Stored records:
-- Opening Marker --
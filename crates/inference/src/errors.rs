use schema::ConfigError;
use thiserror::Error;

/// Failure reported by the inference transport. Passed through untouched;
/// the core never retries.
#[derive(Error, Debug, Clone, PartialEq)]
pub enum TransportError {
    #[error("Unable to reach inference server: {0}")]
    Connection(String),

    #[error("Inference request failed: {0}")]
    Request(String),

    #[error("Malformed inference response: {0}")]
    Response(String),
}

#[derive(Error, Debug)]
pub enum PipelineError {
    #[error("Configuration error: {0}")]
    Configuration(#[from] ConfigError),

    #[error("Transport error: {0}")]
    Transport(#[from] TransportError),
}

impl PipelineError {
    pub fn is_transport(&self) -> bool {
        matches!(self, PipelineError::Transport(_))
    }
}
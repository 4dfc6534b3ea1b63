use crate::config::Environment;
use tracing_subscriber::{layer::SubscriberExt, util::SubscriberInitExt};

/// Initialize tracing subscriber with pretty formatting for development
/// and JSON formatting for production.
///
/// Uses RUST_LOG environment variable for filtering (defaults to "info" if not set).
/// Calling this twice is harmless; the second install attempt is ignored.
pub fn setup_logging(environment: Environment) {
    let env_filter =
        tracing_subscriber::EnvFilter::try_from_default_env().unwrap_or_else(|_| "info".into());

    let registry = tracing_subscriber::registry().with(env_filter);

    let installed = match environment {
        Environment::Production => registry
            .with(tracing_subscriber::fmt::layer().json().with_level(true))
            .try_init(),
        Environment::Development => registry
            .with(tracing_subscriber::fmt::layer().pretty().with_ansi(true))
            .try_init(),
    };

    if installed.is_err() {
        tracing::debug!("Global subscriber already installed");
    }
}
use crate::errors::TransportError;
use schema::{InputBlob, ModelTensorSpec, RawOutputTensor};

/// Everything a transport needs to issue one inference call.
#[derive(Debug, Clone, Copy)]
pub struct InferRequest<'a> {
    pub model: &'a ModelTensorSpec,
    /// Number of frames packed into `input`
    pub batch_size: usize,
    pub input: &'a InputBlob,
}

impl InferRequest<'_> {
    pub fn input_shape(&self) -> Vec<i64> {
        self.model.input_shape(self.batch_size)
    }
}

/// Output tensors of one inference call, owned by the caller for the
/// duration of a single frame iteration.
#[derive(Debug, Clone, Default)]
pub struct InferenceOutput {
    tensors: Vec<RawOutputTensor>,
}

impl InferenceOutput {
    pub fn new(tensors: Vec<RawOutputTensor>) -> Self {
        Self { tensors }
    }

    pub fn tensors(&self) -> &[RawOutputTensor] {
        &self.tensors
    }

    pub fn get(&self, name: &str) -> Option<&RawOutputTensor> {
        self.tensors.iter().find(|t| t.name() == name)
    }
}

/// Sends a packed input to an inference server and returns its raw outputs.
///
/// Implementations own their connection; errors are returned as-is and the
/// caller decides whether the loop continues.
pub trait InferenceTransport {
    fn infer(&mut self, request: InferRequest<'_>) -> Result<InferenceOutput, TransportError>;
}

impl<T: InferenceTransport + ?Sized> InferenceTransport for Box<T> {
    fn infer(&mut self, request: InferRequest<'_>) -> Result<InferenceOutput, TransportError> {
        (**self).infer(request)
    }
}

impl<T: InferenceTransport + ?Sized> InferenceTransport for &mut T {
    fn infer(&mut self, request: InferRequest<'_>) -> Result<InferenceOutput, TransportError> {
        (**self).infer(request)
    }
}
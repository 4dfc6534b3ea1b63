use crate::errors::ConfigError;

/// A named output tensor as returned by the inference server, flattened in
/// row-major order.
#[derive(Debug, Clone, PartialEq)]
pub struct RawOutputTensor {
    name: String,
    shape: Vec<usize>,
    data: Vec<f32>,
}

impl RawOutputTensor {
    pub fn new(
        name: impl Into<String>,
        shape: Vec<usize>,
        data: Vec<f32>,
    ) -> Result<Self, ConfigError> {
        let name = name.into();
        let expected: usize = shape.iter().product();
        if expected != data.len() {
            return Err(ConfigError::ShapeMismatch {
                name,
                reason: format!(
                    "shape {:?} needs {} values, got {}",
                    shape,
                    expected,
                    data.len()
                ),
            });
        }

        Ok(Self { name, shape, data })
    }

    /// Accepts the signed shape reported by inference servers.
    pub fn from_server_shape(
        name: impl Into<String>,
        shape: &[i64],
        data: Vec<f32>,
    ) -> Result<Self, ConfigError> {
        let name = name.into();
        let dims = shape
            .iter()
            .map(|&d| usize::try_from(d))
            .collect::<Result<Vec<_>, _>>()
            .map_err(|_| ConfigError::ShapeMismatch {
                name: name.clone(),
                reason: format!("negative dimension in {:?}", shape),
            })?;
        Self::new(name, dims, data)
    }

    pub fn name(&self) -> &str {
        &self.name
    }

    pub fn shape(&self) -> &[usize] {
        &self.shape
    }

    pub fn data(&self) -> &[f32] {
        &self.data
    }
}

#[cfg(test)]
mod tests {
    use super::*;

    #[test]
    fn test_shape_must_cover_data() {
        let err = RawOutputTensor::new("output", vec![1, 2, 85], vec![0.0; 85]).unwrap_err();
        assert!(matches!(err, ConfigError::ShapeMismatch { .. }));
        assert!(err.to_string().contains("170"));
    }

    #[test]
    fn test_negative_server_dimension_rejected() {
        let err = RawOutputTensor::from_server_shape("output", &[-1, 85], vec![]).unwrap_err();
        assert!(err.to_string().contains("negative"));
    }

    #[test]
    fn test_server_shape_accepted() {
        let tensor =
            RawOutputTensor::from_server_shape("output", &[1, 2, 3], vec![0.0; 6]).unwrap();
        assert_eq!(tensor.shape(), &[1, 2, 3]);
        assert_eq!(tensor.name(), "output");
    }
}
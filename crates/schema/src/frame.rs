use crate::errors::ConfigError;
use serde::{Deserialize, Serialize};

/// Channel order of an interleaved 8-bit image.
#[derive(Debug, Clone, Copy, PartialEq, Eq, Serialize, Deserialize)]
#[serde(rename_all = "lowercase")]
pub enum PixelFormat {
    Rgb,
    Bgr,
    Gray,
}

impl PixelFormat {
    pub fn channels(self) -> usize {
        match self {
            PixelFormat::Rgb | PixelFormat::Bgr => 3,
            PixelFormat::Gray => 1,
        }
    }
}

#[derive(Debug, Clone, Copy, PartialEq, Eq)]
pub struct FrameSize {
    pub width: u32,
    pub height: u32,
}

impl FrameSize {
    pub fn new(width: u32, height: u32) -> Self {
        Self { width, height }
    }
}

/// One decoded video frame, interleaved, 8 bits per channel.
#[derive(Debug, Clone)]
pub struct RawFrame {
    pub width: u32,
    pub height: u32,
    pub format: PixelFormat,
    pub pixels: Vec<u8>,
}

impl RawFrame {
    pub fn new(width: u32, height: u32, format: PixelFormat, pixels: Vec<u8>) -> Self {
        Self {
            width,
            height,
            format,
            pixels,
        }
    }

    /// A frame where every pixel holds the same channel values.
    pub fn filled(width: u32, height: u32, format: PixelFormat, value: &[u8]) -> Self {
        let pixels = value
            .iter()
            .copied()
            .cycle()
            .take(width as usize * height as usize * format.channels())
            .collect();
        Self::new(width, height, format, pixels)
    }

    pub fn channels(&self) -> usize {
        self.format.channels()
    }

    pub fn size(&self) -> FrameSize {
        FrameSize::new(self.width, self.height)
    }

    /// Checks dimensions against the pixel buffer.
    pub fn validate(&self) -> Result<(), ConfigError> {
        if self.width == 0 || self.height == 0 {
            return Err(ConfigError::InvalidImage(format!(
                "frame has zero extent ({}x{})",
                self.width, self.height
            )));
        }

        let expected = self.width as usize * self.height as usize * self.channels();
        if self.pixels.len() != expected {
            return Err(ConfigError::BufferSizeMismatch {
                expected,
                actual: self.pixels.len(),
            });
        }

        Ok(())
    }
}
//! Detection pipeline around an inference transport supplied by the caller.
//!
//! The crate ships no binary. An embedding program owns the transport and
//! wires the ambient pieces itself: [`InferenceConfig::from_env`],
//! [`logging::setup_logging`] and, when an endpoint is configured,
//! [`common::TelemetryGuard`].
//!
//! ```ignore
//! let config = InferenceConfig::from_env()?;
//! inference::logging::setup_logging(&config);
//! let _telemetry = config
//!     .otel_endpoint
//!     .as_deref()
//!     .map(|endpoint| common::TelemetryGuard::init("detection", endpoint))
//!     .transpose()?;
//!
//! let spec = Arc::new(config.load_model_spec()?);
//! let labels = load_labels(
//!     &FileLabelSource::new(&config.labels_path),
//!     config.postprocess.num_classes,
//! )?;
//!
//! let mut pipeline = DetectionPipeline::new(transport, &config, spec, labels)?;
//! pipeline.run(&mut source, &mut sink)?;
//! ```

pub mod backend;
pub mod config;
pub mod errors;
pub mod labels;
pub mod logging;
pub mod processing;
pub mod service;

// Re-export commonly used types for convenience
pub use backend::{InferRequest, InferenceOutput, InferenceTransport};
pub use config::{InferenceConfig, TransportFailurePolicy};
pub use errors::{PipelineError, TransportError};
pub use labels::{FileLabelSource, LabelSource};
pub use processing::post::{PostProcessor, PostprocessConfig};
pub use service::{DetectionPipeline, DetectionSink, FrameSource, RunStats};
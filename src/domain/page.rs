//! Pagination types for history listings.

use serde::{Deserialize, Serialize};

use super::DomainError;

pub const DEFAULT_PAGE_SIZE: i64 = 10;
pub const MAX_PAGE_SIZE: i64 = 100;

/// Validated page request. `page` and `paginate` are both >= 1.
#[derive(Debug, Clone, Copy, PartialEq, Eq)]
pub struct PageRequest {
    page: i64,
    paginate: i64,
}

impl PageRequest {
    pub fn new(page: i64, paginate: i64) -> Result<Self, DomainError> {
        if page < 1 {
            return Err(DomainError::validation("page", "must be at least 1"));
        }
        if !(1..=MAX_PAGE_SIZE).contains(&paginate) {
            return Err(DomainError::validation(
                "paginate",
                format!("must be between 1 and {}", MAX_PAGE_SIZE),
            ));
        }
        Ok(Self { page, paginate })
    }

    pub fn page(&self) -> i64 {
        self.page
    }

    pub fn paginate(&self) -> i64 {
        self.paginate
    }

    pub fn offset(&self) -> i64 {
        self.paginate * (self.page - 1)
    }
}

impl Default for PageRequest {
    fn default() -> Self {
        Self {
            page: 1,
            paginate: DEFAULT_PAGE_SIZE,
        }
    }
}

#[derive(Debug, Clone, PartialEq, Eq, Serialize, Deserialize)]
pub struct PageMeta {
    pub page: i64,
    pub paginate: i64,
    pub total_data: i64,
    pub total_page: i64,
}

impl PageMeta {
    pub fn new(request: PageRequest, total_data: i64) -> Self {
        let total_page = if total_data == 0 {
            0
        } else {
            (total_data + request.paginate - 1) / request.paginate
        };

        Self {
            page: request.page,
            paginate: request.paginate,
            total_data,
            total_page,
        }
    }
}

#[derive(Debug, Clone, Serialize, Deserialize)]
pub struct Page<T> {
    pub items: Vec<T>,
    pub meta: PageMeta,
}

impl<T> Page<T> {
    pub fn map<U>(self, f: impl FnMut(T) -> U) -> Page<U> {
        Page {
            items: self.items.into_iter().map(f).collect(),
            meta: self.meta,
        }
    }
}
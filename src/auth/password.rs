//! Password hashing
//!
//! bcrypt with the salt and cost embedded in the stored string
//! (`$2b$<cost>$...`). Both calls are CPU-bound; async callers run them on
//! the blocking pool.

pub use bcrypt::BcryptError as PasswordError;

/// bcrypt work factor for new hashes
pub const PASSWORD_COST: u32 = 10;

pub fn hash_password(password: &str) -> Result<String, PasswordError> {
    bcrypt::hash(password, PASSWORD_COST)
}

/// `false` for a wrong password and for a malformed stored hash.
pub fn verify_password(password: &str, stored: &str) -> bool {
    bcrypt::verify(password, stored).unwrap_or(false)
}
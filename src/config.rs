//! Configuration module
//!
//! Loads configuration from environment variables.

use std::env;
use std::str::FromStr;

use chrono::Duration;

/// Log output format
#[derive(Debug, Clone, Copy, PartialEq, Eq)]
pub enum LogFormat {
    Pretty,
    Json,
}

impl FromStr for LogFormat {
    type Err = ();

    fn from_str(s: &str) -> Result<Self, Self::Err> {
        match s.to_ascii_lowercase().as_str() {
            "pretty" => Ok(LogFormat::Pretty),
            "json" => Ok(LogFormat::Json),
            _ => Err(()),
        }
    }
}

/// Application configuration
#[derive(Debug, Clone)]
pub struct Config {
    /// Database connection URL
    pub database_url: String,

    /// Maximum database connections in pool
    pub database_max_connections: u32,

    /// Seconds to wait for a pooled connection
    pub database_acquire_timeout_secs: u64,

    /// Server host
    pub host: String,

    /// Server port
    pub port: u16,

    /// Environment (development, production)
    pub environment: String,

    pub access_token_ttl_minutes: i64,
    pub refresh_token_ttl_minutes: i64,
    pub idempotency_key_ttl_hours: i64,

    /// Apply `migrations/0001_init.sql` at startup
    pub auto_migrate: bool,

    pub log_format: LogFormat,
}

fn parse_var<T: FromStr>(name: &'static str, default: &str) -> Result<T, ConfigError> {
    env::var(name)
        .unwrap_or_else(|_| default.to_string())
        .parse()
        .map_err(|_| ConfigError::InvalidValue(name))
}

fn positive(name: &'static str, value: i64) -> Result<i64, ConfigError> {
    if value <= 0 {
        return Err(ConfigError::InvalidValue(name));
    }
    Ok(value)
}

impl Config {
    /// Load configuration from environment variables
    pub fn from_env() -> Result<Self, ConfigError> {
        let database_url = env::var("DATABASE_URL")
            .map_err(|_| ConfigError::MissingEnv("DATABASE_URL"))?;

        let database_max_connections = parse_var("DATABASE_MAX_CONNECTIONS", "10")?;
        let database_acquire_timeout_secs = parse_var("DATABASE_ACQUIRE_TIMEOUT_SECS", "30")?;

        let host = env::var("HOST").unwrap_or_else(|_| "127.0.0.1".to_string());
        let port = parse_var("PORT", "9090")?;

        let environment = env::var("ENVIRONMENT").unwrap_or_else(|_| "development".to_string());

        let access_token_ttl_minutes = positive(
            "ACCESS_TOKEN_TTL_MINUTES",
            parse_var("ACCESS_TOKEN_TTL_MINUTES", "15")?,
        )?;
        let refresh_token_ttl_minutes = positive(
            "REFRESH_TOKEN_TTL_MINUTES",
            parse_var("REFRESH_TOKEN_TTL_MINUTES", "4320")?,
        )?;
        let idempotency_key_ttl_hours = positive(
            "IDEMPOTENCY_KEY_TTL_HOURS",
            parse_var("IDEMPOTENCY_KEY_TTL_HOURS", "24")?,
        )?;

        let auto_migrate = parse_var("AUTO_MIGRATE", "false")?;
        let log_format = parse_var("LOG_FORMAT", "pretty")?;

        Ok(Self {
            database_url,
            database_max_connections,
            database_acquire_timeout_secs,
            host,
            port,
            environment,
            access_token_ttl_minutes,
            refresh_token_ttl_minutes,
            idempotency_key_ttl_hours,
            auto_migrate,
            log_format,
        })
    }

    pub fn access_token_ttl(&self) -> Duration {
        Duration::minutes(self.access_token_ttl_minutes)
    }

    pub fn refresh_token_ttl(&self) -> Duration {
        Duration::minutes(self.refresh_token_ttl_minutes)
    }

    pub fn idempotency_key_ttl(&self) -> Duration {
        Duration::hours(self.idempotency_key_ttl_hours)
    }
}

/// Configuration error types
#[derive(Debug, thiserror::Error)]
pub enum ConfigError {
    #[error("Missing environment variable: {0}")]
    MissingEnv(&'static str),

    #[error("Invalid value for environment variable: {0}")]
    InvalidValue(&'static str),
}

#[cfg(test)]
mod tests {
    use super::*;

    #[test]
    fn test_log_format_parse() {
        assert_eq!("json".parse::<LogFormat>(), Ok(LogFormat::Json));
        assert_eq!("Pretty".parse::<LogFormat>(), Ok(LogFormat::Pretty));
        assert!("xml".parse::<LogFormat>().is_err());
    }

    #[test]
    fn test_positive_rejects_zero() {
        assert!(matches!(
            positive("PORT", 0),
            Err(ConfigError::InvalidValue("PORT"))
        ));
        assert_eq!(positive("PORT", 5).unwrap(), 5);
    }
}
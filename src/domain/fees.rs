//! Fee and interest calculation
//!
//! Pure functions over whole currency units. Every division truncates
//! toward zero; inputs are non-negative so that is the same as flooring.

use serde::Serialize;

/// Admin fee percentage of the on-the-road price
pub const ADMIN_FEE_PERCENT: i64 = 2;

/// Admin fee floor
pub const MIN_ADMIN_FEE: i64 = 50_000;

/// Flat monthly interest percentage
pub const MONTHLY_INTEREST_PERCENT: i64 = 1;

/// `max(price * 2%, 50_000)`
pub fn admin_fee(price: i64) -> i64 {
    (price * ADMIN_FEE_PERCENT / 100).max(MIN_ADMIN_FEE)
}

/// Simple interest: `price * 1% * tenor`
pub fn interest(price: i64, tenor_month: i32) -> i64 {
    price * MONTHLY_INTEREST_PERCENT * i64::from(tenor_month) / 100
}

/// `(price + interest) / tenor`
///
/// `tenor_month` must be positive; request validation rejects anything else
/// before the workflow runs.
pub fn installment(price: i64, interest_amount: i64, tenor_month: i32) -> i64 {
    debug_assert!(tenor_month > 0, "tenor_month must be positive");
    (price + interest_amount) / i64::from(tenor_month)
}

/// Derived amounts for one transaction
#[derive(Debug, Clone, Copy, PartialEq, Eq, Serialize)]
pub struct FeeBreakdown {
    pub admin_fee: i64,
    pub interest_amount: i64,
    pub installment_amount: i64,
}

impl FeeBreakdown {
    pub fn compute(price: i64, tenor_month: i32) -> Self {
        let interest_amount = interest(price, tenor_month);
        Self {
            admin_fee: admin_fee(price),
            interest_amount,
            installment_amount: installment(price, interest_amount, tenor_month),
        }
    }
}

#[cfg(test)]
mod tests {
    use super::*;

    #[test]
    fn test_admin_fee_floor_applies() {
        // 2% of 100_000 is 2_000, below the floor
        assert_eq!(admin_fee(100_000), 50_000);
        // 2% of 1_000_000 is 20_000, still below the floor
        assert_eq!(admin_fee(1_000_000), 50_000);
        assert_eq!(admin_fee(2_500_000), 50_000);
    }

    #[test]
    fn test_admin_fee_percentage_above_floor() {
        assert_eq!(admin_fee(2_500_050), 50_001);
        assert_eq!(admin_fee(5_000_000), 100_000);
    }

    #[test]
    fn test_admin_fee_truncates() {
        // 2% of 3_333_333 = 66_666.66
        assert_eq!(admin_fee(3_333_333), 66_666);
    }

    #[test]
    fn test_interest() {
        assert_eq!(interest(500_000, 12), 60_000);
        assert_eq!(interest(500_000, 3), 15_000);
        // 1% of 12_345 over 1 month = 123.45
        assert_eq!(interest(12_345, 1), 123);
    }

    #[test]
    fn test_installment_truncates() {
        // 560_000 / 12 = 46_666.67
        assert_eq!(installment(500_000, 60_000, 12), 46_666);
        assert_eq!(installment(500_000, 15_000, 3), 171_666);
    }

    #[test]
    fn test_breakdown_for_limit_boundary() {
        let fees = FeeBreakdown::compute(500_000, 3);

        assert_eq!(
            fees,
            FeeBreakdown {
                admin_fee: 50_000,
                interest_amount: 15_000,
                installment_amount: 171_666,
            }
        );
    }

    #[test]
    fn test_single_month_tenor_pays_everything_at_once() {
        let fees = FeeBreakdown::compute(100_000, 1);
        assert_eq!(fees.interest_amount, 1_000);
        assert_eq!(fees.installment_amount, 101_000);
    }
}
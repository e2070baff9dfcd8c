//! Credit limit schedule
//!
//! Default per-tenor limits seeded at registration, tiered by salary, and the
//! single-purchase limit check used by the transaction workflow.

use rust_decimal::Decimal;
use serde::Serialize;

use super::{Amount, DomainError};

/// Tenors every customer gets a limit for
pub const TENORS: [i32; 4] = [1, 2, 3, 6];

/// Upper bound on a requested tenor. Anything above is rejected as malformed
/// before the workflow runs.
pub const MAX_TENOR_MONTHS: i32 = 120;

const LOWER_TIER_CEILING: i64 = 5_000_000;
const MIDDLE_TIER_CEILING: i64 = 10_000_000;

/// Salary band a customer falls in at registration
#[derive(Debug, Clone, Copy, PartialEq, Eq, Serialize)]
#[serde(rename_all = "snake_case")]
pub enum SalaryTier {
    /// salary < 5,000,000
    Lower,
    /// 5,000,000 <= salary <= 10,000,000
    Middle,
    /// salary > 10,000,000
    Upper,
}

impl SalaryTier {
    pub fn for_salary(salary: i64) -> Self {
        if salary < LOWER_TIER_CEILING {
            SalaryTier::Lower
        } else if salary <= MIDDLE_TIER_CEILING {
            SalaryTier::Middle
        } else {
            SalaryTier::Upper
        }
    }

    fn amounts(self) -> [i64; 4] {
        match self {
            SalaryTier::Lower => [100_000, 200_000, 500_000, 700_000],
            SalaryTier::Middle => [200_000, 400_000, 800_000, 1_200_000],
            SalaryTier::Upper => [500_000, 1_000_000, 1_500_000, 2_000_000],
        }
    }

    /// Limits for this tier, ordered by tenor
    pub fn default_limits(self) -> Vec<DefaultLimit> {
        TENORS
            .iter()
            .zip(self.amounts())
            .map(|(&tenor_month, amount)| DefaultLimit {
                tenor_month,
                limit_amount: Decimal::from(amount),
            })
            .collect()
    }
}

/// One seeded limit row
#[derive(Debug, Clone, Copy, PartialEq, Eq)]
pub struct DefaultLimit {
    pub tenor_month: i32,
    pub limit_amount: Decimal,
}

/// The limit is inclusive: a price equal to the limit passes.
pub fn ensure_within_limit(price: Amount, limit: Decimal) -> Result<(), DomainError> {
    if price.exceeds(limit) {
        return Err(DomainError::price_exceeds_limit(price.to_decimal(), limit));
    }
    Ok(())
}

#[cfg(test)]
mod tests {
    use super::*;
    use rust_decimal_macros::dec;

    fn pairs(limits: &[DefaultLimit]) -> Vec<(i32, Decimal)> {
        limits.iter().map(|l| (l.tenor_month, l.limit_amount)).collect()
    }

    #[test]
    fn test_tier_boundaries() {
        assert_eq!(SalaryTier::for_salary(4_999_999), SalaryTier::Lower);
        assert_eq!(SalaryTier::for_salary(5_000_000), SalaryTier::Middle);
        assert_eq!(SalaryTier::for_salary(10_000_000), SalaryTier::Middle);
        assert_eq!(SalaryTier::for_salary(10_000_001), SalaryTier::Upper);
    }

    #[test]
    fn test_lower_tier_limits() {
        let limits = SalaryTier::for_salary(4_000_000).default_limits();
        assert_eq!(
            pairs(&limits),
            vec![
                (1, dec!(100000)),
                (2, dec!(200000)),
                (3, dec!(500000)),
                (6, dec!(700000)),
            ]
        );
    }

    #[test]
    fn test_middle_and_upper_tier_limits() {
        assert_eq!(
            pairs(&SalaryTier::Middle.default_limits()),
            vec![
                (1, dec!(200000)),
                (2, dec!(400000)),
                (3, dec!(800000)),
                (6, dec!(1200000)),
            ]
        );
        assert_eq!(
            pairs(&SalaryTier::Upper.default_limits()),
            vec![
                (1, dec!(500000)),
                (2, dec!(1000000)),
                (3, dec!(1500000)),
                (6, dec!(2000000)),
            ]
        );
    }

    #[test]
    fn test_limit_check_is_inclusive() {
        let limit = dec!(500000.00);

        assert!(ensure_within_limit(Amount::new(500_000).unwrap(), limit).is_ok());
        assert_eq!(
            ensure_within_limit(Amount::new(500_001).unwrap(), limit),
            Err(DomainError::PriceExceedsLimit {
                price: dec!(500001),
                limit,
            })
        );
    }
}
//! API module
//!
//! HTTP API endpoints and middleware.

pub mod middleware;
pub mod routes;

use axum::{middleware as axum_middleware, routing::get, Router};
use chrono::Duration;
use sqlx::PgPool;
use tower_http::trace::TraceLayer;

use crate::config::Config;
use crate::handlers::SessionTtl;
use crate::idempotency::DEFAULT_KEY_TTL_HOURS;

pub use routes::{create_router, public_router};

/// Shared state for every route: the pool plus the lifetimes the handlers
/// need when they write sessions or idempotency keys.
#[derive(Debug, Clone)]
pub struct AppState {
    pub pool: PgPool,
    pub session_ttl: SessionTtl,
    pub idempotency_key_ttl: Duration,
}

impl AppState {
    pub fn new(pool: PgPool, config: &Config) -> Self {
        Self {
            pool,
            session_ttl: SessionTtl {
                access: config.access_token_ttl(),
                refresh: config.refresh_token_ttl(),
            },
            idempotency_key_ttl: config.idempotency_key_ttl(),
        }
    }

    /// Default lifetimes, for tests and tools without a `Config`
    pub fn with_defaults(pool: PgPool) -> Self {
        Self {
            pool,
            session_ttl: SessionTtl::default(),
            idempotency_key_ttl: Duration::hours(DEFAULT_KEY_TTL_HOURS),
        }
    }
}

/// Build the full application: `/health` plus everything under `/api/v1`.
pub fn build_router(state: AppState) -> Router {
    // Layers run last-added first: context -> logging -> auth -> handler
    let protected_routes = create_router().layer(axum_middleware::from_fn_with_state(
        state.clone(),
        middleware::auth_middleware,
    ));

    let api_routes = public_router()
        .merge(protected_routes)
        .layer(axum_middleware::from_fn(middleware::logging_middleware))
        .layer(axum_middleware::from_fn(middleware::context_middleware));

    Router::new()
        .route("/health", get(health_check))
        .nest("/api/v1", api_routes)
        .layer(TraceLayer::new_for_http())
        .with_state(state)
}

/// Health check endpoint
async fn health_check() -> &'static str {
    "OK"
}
-- Closing Marker --
▸ **TASK BRIEF**: The first line of the entries above and every line after it, up to and including the line with "pub struct InferRequest<'a>", should be set down exactly.

▸ **WRITTEN SOLUTION**:
filename crates/inference/src/errors.rs
use schema::ConfigError;
use thiserror::Error;

/// Failure reported by the inference transport. Passed through untouched;
/// the core never retries.
#[derive(Error, Debug, Clone, PartialEq)]
pub enum TransportError {
    #[error("Unable to reach inference server: {0}")]
    Connection(String),

    #[error("Inference request failed: {0}")]
    Request(String),

    #[error("Malformed inference response: {0}")]
    Response(String),
}

#[derive(Error, Debug)]
pub enum PipelineError {
    #[error("Configuration error: {0}")]
    Configuration(#[from] ConfigError),

    #[error("Transport error: {0}")]
    Transport(#[from] TransportError),
}

impl PipelineError {
    pub fn is_transport(&self) -> bool {
        matches!(self, PipelineError::Transport(_))
    }
}
repository 4dfc6534b3ea1b63
use crate::config::Environment;
use tracing_subscriber::{layer::SubscriberExt, util::SubscriberInitExt};

/// Initialize tracing subscriber with pretty formatting for development
/// and JSON formatting for production.
///
/// Uses RUST_LOG environment variable for filtering (defaults to "info" if not set).
/// Calling this twice is harmless; the second install attempt is ignored.
pub fn setup_logging(environment: Environment) {
    let env_filter =
        tracing_subscriber::EnvFilter::try_from_default_env().unwrap_or_else(|_| "info".into());

    let registry = tracing_subscriber::registry().with(env_filter);

    let installed = match environment {
        Environment::Production => registry
            .with(tracing_subscriber::fmt::layer().json().with_level(true))
            .try_init(),
        Environment::Development => registry
            .with(tracing_subscriber::fmt::layer().pretty().with_ansi(true))
            .try_init(),
    };

    if installed.is_err() {
        tracing::debug!("Global subscriber already installed");
    }
}
use crate::errors::TransportError;
use schema::{InputBlob, ModelTensorSpec, RawOutputTensor};

/// Everything a transport needs to issue one inference call.
#[derive(Debug, Clone, Copy)]
pub struct InferRequest<'a> {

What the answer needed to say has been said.